Qu’est ce qui vous a poussé à dénoncer par écrit les violences que vous avez vécu ? Un trop plein d’injustices cumulées, vécues durant l’exercice de mon métier au sein de l’Hôpital : violences à bas bruits puis une agression de trop, de la part d’un patient qui, selon mon analyse, n’avait rien à faire dans notre service de gynécologie-pédiatrie. Tout comme l’affiche l’illustration de couverture, la révolte a gagné non seulement ma conscience mais aussi mon cœur, mon corps. Ce cœur et ce corps qui d’un coup, d’un seul, ont fait éclater le carcan d’années de silence, les couches de non-dits tout autant que les peurs de représailles certaines. Mais pas seulement. Les premières semaines de douleur couvée, ont fait place à une volonté ferme et déterminée de mettre à jour les violences et maltraitances que chacun d’entre nous peut être amené à subir, sans pour cela avoir la possibilité ni encore même l’idée d’en parler, de pousser le courage jusqu’à dévoiler des faits, des  violences feutrées ou cachées, subies aussi dans le cadre  d’une profession non suffisamment reconnue à sa juste valeur, avec tous les risques qui lui sont inhérents y compris ceux mettant en danger la propre santé et parfois la vie même des soignants. C’est un souhait de faire bouger et avancer les choses, que les pouvoirs publics tout autant que tout individu confronté un jour à la violence, la maltraitance, qu’elles soient isolées ou répétées, individuelles ou collectives changent leurs vues, leurs réactions, actions ou inactions sur ce fléau social qui se déverse chaque jour davantage dans nos vies, nos relations familiales, sociales ou professionnelles, nos relations à la nature qui elle, en subit à la démesure… Même si, au travers des lignes de cet ouvrage, c’est essentiellement des milieux soignants dont il est question en matière de faits, situations et vécus de violence au sein du travail. Il est utile de savoir que les séquelles en sont parfois indélébiles : le Syndrome de Stress Post Traumatique y est décrit de manière simple mais n’en retrace pas moins, les effets pervers qui affectent les victimes de violences, en l’occurrence les enfants maltraités qui plus tard, à l’âge adulte tendront à reproduire souvent leur vie durant – si le silence perdure – des situations, rencontres, ou faits empreints et porteurs de violence.

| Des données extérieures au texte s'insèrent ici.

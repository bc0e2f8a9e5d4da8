use std::cmp::Ordering;

use crate::models::plant::PlantRecord;
use crate::utils::logging::{self, ComputeType, OperationCategory};

/// A plant with its position in the descending emissions order. Tied plants
/// share the average of the positions they span, so a rank can be fractional.
#[derive(Debug, Clone, PartialEq)]
pub struct RankedPlant {
    pub plant: PlantRecord,
    pub co2eq_tons: f64,
    pub rank: f64,
}

/// Number of plants in the top `fraction` of `n`, rounded down.
pub fn top_fraction_count(n: usize, fraction: f64) -> usize {
    (n as f64 * fraction).floor() as usize
}

/// Assigns 1-based average ranks to values already sorted in descending order.
fn average_ranks(sorted_desc: &[f64]) -> Vec<f64> {
    let mut ranks = vec![0.0; sorted_desc.len()];
    let mut start = 0;
    while start < sorted_desc.len() {
        let mut end = start + 1;
        while end < sorted_desc.len() && sorted_desc[end] == sorted_desc[start] {
            end += 1;
        }
        // positions start+1 ..= end
        let avg = (start + 1 + end) as f64 / 2.0;
        for rank in &mut ranks[start..end] {
            *rank = avg;
        }
        start = end;
    }
    ranks
}

/// Ranks plants by annual CO2eq, highest first. Plants without an emissions
/// value are left out. Ties keep their source order.
pub fn rank_by_emissions(plants: &[PlantRecord]) -> Vec<RankedPlant> {
    let _timing = logging::start_timing("rank_by_emissions",
        OperationCategory::Computation { subcategory: ComputeType::Ranking });

    let mut with_emissions: Vec<(&PlantRecord, f64)> = plants
        .iter()
        .filter_map(|p| p.annual_co2eq_tons.filter(|t| t.is_finite()).map(|t| (p, t)))
        .collect();
    with_emissions.sort_by(|a, b| b.1.partial_cmp(&a.1).unwrap_or(Ordering::Equal));

    let values: Vec<f64> = with_emissions.iter().map(|(_, t)| *t).collect();
    let ranks = average_ranks(&values);

    with_emissions
        .into_iter()
        .zip(ranks)
        .map(|((plant, co2eq_tons), rank)| RankedPlant {
            plant: plant.clone(),
            co2eq_tons,
            rank,
        })
        .collect()
}

/// Plants whose emissions rank is within the top `fraction` of all `plants`
/// (rank <= floor(fraction x N)). With ties straddling the cut-off the
/// subset can be one group smaller than the nominal count.
pub fn select_top_emitters(plants: &[PlantRecord], fraction: f64) -> Vec<RankedPlant> {
    let top_n = top_fraction_count(plants.len(), fraction) as f64;
    rank_by_emissions(plants)
        .into_iter()
        .filter(|r| r.rank <= top_n)
        .collect()
}

#[cfg(test)]
mod tests {
    use super::*;
    use crate::models::plant::FuelType;

    fn plant(id: u32, co2: Option<f64>) -> PlantRecord {
        PlantRecord {
            plant_id: id,
            name: format!("Plant {}", id),
            state: "OH".to_string(),
            latitude: None,
            longitude: None,
            fuel_type: FuelType::Coal,
            nameplate_capacity_mw: Some(100.0),
            capacity_factor: Some(0.5),
            annual_co2eq_tons: co2,
        }
    }

    #[test]
    fn average_rank_on_ties() {
        assert_eq!(average_ranks(&[9.0, 7.0, 7.0, 7.0, 1.0]), vec![1.0, 3.0, 3.0, 3.0, 5.0]);
        assert!(average_ranks(&[]).is_empty());
    }

    #[test]
    fn floor_of_fraction() {
        assert_eq!(top_fraction_count(10, 0.2), 2);
        assert_eq!(top_fraction_count(14, 0.2), 2);
        assert_eq!(top_fraction_count(4, 0.2), 0);
    }

    #[test]
    fn top_twenty_percent_of_ten() {
        let plants: Vec<_> = (1..=10).map(|i| plant(i, Some(i as f64 * 1000.0))).collect();
        let top = select_top_emitters(&plants, 0.2);
        let ids: Vec<_> = top.iter().map(|r| r.plant.plant_id).collect();
        assert_eq!(ids, vec![10, 9]);
        assert_eq!(top[0].rank, 1.0);
    }

    #[test]
    fn tie_at_cutoff_is_excluded_together() {
        // Ranks: 1, 2.5, 2.5, 4, ... ; top_n = 2 keeps only rank 1.
        let mut plants = vec![plant(1, Some(100.0)), plant(2, Some(50.0)), plant(3, Some(50.0))];
        plants.extend((4..=10).map(|i| plant(i, Some(1.0 / i as f64))));
        let top = select_top_emitters(&plants, 0.2);
        assert_eq!(top.len(), 1);
        assert_eq!(top[0].plant.plant_id, 1);
    }

    #[test]
    fn missing_emissions_are_not_ranked() {
        let plants = vec![plant(1, None), plant(2, Some(5.0)), plant(3, Some(f64::NAN))];
        let ranked = rank_by_emissions(&plants);
        assert_eq!(ranked.len(), 1);
        assert_eq!(ranked[0].plant.plant_id, 2);
    }
}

Quel message voulez-vous faire passez à vos lecteurs ?  Que toute violence, qu’elle soit subie ou bien infligée à autrui (tous règnes confondus) ne surgit pas du néant ni ne va nul part. Il y a un « avant » et un « après ». Un « après » qui transforme une vie à tout jamais, si tant est que l’on aura la chance de prendre le chemin d’une prise de conscience graduelle visant à comprendre, se connaître et se re-connaître dans l’autre, qu’il ne suffit pas de se taire en se disant que l’oubli viendra tout effacer et que « tout » redeviendra comme « avant ». Que la fatalité n’est pas un terme à garder dans le grenier de nos pensées, nos ressentis, nos volontés d’actions, nos actes.  C’est déjà, accepter qui l’on est et ce que l’on a pu vivre ou faire vivre pour se donner les moyens de cheminer vers le bonheur, la paix, le soutien mutuel et la fraternité. Chacun, au niveau qui est le sien, peut et se devrait de porter  la responsabilité du bien-être commun et en cela, prendre soin de ses propres pensées, ses sentiments, ses désirs et ses actes. C’est cela le chemin vers la paix, la paix véritable, celle qui naît de l’intérieur !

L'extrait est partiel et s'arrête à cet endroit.